- [Exercise brief]: A word-for-word copy of the records below is required.
----
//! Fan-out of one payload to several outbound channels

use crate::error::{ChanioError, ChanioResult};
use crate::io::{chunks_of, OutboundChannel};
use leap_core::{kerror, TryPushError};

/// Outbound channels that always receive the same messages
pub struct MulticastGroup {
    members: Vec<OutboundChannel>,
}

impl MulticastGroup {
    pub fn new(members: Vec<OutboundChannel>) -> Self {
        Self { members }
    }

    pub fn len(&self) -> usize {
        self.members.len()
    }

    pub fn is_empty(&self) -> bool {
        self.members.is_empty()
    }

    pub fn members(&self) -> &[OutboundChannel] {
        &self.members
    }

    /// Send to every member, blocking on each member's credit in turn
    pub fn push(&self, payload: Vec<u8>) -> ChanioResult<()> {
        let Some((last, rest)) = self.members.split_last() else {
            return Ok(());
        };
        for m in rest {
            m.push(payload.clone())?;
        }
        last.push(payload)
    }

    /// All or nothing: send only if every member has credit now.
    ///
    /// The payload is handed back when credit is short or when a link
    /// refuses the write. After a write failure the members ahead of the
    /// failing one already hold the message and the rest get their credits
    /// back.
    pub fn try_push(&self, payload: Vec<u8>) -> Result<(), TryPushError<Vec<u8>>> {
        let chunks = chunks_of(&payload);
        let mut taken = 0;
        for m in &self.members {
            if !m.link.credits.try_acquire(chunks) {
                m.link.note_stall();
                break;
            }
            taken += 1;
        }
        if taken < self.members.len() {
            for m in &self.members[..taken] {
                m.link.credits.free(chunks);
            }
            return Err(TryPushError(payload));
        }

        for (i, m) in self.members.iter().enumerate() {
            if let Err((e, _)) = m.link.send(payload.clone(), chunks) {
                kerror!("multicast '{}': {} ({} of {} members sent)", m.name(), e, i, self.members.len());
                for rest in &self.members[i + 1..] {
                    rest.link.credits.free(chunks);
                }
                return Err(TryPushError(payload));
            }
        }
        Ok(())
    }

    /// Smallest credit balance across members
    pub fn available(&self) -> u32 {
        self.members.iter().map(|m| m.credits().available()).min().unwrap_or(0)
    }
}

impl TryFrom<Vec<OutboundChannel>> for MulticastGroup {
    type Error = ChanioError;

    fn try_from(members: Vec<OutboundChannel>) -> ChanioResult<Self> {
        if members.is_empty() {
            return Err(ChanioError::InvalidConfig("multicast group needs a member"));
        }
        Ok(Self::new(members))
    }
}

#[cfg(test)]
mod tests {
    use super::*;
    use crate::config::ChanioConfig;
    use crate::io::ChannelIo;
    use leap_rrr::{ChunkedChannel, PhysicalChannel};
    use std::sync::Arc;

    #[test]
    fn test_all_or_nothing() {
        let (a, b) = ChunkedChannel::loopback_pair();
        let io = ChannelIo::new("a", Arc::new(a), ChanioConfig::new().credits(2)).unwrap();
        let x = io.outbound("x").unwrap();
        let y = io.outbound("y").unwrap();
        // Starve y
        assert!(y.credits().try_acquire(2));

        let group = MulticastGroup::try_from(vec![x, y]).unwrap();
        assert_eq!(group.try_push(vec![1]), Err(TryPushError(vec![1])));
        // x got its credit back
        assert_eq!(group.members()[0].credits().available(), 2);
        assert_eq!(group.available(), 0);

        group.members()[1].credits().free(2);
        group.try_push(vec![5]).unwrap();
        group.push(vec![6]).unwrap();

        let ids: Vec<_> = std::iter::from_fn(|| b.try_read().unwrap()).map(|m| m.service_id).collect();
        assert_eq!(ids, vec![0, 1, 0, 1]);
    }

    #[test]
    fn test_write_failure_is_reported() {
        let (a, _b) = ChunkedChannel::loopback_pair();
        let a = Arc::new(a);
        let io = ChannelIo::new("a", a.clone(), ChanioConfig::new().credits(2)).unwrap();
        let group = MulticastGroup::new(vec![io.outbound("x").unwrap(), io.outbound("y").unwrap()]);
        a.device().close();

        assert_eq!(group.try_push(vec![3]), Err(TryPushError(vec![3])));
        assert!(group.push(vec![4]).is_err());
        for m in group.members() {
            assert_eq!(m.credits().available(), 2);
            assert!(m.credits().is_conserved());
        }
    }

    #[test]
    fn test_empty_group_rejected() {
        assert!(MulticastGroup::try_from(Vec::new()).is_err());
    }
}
----
- [Output for this exercise]:
//! Fan-out of one payload to several outbound channels

use crate::error::{ChanioError, ChanioResult};
use crate::io::{chunks_of, OutboundChannel};
use leap_core::{kerror, TryPushError};

/// Outbound channels that always receive the same messages
pub struct MulticastGroup {
    members: Vec<OutboundChannel>,
}

impl MulticastGroup {
    pub fn new(members: Vec<OutboundChannel>) -> Self {
        Self { members }
    }

    pub fn len(&self) -> usize {
        self.members.len()
    }

    pub fn is_empty(&self) -> bool {
        self.members.is_empty()
    }

    pub fn members(&self) -> &[OutboundChannel] {
        &self.members
    }

    /// Send to every member, blocking on each member's credit in turn
    pub fn push(&self, payload: Vec<u8>) -> ChanioResult<()> {
        let Some((last, rest)) = self.members.split_last() else {
            return Ok(());
        };
        for m in rest {
            m.push(payload.clone())?;
        }
        last.push(payload)
    }

    /// All or nothing: send only if every member has credit now.
    ///
    /// The payload is handed back when credit is short or when a link
    /// refuses the write. After a write failure the members ahead of the
    /// failing one already hold the message and the rest get their credits
    /// back.
    pub fn try_push(&self, payload: Vec<u8>) -> Result<(), TryPushError<Vec<u8>>> {
        let chunks = chunks_of(&payload);
        let mut taken = 0;
        for m in &self.members {
            if !m.link.credits.try_acquire(chunks) {
                m.link.note_stall();
                break;
            }
            taken += 1;
        }
        if taken < self.members.len() {
            for m in &self.members[..taken] {
                m.link.credits.free(chunks);
            }
            return Err(TryPushError(payload));
        }

        for (i, m) in self.members.iter().enumerate() {
            if let Err((e, _)) = m.link.send(payload.clone(), chunks) {
                kerror!("multicast '{}': {} ({} of {} members sent)", m.name(), e, i, self.members.len());
                for rest in &self.members[i + 1..] {
                    rest.link.credits.free(chunks);
                }
                return Err(TryPushError(payload));
            }
        }
        Ok(())
    }

    /// Smallest credit balance across members
    pub fn available(&self) -> u32 {
        self.members.iter().map(|m| m.credits().available()).min().unwrap_or(0)
    }
}

impl TryFrom<Vec<OutboundChannel>> for MulticastGroup {
    type Error = ChanioError;

    fn try_from(members: Vec<OutboundChannel>) -> ChanioResult<Self> {
        if members.is_empty() {
            return Err(ChanioError::InvalidConfig("multicast group needs a member"));
        }
        Ok(Self::new(members))
    }
}

#[cfg(test)]
mod tests {
    use super::*;
    use crate::config::ChanioConfig;
    use crate::io::ChannelIo;
    use leap_rrr::{ChunkedChannel, PhysicalChannel};
    use std::sync::Arc;

    #[test]
    fn test_all_or_nothing() {
        let (a, b) = ChunkedChannel::loopback_pair();
        let io = ChannelIo::new("a", Arc::new(a), ChanioConfig::new().credits(2)).unwrap();
        let x = io.outbound("x").unwrap();
        let y = io.outbound("y").unwrap();
        // Starve y
        assert!(y.credits().try_acquire(2));

        let group = MulticastGroup::try_from(vec![x, y]).unwrap();
        assert_eq!(group.try_push(vec![1]), Err(TryPushError(vec![1])));
        // x got its credit back
        assert_eq!(group.members()[0].credits().available(), 2);
        assert_eq!(group.available(), 0);

        group.members()[1].credits().free(2);
        group.try_push(vec![5]).unwrap();
        group.push(vec![6]).unwrap();

        let ids: Vec<_> = std::iter::from_fn(|| b.try_read().unwrap()).map(|m| m.service_id).collect();
        assert_eq!(ids, vec![0, 1, 0, 1]);
    }

    #[test]
    fn test_write_failure_is_reported() {
        let (a, _b) = ChunkedChannel::loopback_pair();
        let a = Arc::new(a);
        let io = ChannelIo::new("a", a.clone(), ChanioConfig::new().credits(2)).unwrap();
        let group = MulticastGroup::new(vec![io.outbound("x").unwrap(), io.outbound("y").unwrap()]);
        a.device().close();

        assert_eq!(group.try_push(vec![3]), Err(TryPushError(vec![3])));
        assert!(group.push(vec![4]).is_err());
        for m in group.members() {
            assert_eq!(m.credits().available(), 2);
            assert!(m.credits().is_conserved());
        }
    }

    #[test]
    fn test_empty_group_rejected() {
        assert!(MulticastGroup::try_from(Vec::new()).is_err());
    }
}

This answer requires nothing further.